Go through the records below line by line and report how many lines include "given", giving the number only.

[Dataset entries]
- - -

use anyhow::{Context, Result};
use async_trait::async_trait;
use serde::{Deserialize, Serialize};
use std::path::PathBuf;

use crate::extractors::whisper::{WhisperDevice, WhisperModel};
use crate::llm::{LlmModel, DEFAULT_BASE_URL, INITIAL_DELAY, MAX_RETRIES};
use crate::utils::normalize_language;
use crate::workspace::DEFAULT_PREFIX;

#[derive(Debug, Clone, PartialEq, Serialize, Deserialize)]
pub struct Config {
    /// Model API settings
    pub llm: LlmConfig,

    /// Speech-to-text settings
    pub transcription: TranscriptionConfig,

    /// Application settings
    pub app: AppConfig,
}

#[derive(Debug, Clone, PartialEq, Serialize, Deserialize)]
pub struct LlmConfig {
    /// Model id sent to the API when no --llm-model is given
    pub model: String,

    /// Environment variable holding the API key
    pub api_key_env: String,

    pub base_url: String,

    /// Retries after the first failed attempt
    pub max_retries: u32,

    /// Base delay of the linear backoff
    pub initial_delay_ms: u64,

    pub request_timeout_secs: u64,
}

#[derive(Debug, Clone, PartialEq, Serialize, Deserialize)]
pub struct TranscriptionConfig {
    /// Whisper model name
    pub model: String,

    /// Force a device instead of letting whisper pick one
    pub device: Option<WhisperDevice>,
}

#[derive(Debug, Clone, PartialEq, Serialize, Deserialize)]
pub struct AppConfig {
    /// Prefix for temporary workspaces
    pub temp_prefix: String,

    /// Output language used when none is given on the command line
    pub default_output_language: String,

    /// Pause between bulk items
    pub bulk_delay_secs: u64,
}

impl Default for Config {
    fn default() -> Self {
        Self {
            llm: LlmConfig {
                model: LlmModel::default().api_id().to_string(),
                api_key_env: "GEMINI_API_KEY".to_string(),
                base_url: DEFAULT_BASE_URL.to_string(),
                max_retries: MAX_RETRIES,
                initial_delay_ms: INITIAL_DELAY.as_millis() as u64,
                request_timeout_secs: 120,
            },
            transcription: TranscriptionConfig {
                model: WhisperModel::default().to_string(),
                device: None,
            },
            app: AppConfig {
                temp_prefix: DEFAULT_PREFIX.to_string(),
                default_output_language: "en".to_string(),
                bulk_delay_secs: 10,
            },
        }
    }
}

impl Config {
    /// Load configuration from file or create default
    pub async fn load() -> Result<Self> {
        let config_path = Self::config_path()?;

        if config_path.exists() {
            let content = fs_err::read_to_string(&config_path).context("Failed to read config file")?;

            let config: Config = serde_yaml::from_str(&content).context("Failed to parse config file")?;

            config.validate()?;
            tracing::debug!(path = %config_path.display(), "Loaded configuration");
            Ok(config)
        } else {
            let config = Self::default();
            config.save().await?;
            tracing::info!(path = %config_path.display(), "Wrote default configuration");
            Ok(config)
        }
    }

    /// Save configuration to file
    pub async fn save(&self) -> Result<()> {
        let config_path = Self::config_path()?;

        if let Some(parent) = config_path.parent() {
            fs_err::create_dir_all(parent)?;
        }

        let content = serde_yaml::to_string(self).context("Failed to serialize config")?;

        fs_err::write(&config_path, content).context("Failed to write config file")?;

        Ok(())
    }

    /// Get configuration file path
    pub fn config_path() -> Result<PathBuf> {
        // First try current directory for easy testing
        let local_config = PathBuf::from("config.yaml");
        if local_config.exists() {
            return Ok(local_config);
        }

        let config_dir = dirs::config_dir().context("Could not determine config directory")?;

        Ok(config_dir.join("video-insights").join("config.yaml"))
    }

    /// Validate configuration
    pub fn validate(&self) -> Result<()> {
        if self.llm.model.trim().is_empty() {
            anyhow::bail!("llm.model must not be empty");
        }
        if self.llm.request_timeout_secs == 0 {
            anyhow::bail!("llm.request_timeout_secs must be greater than zero");
        }
        url::Url::parse(&self.llm.base_url)
            .with_context(|| format!("llm.base_url is not a valid URL: {}", self.llm.base_url))?;

        self.transcription
            .model
            .parse::<WhisperModel>()
            .map_err(|e| anyhow::anyhow!("transcription.model: {}", e))?;

        if normalize_language(&self.app.default_output_language).is_none() {
            anyhow::bail!(
                "app.default_output_language is not a supported language: {}",
                self.app.default_output_language
            );
        }

        Ok(())
    }

    /// Display current configuration
    pub fn display(&self) {
        println!("Current Configuration:");
        println!("  LLM Model: {}", self.llm.model);
        println!("  API Key Variable: {}", self.llm.api_key_env);
        println!("  API Base URL: {}", self.llm.base_url);
        println!(
            "  Retries: {} (initial delay {}ms)",
            self.llm.max_retries, self.llm.initial_delay_ms
        );
        println!("  Request Timeout: {}s", self.llm.request_timeout_secs);
        println!("  Whisper Model: {}", self.transcription.model);
        if let Some(device) = &self.transcription.device {
            println!("  Whisper Device: {}", device.as_str());
        }
        println!("  Output Language: {}", self.app.default_output_language);
        println!("  Bulk Delay: {}s", self.app.bulk_delay_secs);
    }
}

/// Supplies the model API key on demand
#[async_trait]
pub trait CredentialSource: Send + Sync {
    async fn api_key(&self) -> Result<String>;
}

/// Reads the key from an environment variable, prompting on the terminal when unset.
#[derive(Debug, Clone)]
pub struct EnvOrPrompt {
    pub env_var: String,
    pub interactive: bool,
}

impl EnvOrPrompt {
    pub fn new(env_var: &str) -> Self {
        Self {
            env_var: env_var.to_string(),
            interactive: true,
        }
    }

    pub fn non_interactive(mut self) -> Self {
        self.interactive = false;
        self
    }
}

#[async_trait]
impl CredentialSource for EnvOrPrompt {
    async fn api_key(&self) -> Result<String> {
        if let Some(key) = std::env::var(&self.env_var).ok().filter(|k| !k.trim().is_empty()) {
            return Ok(key);
        }

        if !self.interactive || !console::user_attended_stderr() {
            anyhow::bail!("API key not found; set the {} environment variable", self.env_var);
        }

        let prompt = format!("{} is not set. Enter your API key: ", self.env_var);
        let key = tokio::task::spawn_blocking(move || {
            let term = console::Term::stderr();
            term.write_str(&prompt)?;
            term.read_secure_line()
        })
        .await
        .context("API key prompt was interrupted")?
        .context("Failed to read API key")?;

        let key = key.trim().to_string();
        if key.is_empty() {
            anyhow::bail!("No API key entered");
        }
        Ok(key)
    }
}

/// A fixed key, for tests and callers that already hold one
#[derive(Debug, Clone)]
pub struct StaticCredential(pub String);

#[async_trait]
impl CredentialSource for StaticCredential {
    async fn api_key(&self) -> Result<String> {
        Ok(self.0.clone())
    }
}

#[cfg(test)]
mod tests {
    use super::*;

    #[test]
    fn test_default_config_is_valid() {
        let config = Config::default();
        config.validate().unwrap();
        assert_eq!(config.llm.model, "gemini-flash-lite-latest");
        assert_eq!(config.transcription.model, "turbo");
    }

    #[test]
    fn test_yaml_round_trip() {
        let config = Config::default();
        let yaml = serde_yaml::to_string(&config).unwrap();
        assert!(yaml.contains("api_key_env: GEMINI_API_KEY"));
        let parsed: Config = serde_yaml::from_str(&yaml).unwrap();
        assert_eq!(parsed, config);
    }

    #[test]
    fn test_validate_rejects_bad_values() {
        let mut config = Config::default();
        config.llm.request_timeout_secs = 0;
        assert!(config.validate().is_err());

        let mut config = Config::default();
        config.transcription.model = "enormous".to_string();
        assert!(config.validate().is_err());

        let mut config = Config::default();
        config.app.default_output_language = "xx".to_string();
        assert!(config.validate().is_err());
    }

    #[test]
    fn test_env_credential() {
        let source = EnvOrPrompt::new("VIDEO_INSIGHTS_TEST_KEY_PRESENT").non_interactive();
        std::env::set_var("VIDEO_INSIGHTS_TEST_KEY_PRESENT", "secret");
        assert_eq!(tokio_test::block_on(source.api_key()).unwrap(), "secret");
    }

    #[test]
    fn test_missing_credential_non_interactive() {
        let source = EnvOrPrompt::new("VIDEO_INSIGHTS_TEST_KEY_ABSENT").non_interactive();
        let err = tokio_test::block_on(source.api_key()).unwrap_err();
        assert!(err.to_string().contains("VIDEO_INSIGHTS_TEST_KEY_ABSENT"));
    }

    #[tokio::test]
    async fn test_static_credential() {
        assert_eq!(StaticCredential("k".to_string()).api_key().await.unwrap(), "k");
    }
}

- - -

▸ PROBLEM SOLUTION: 2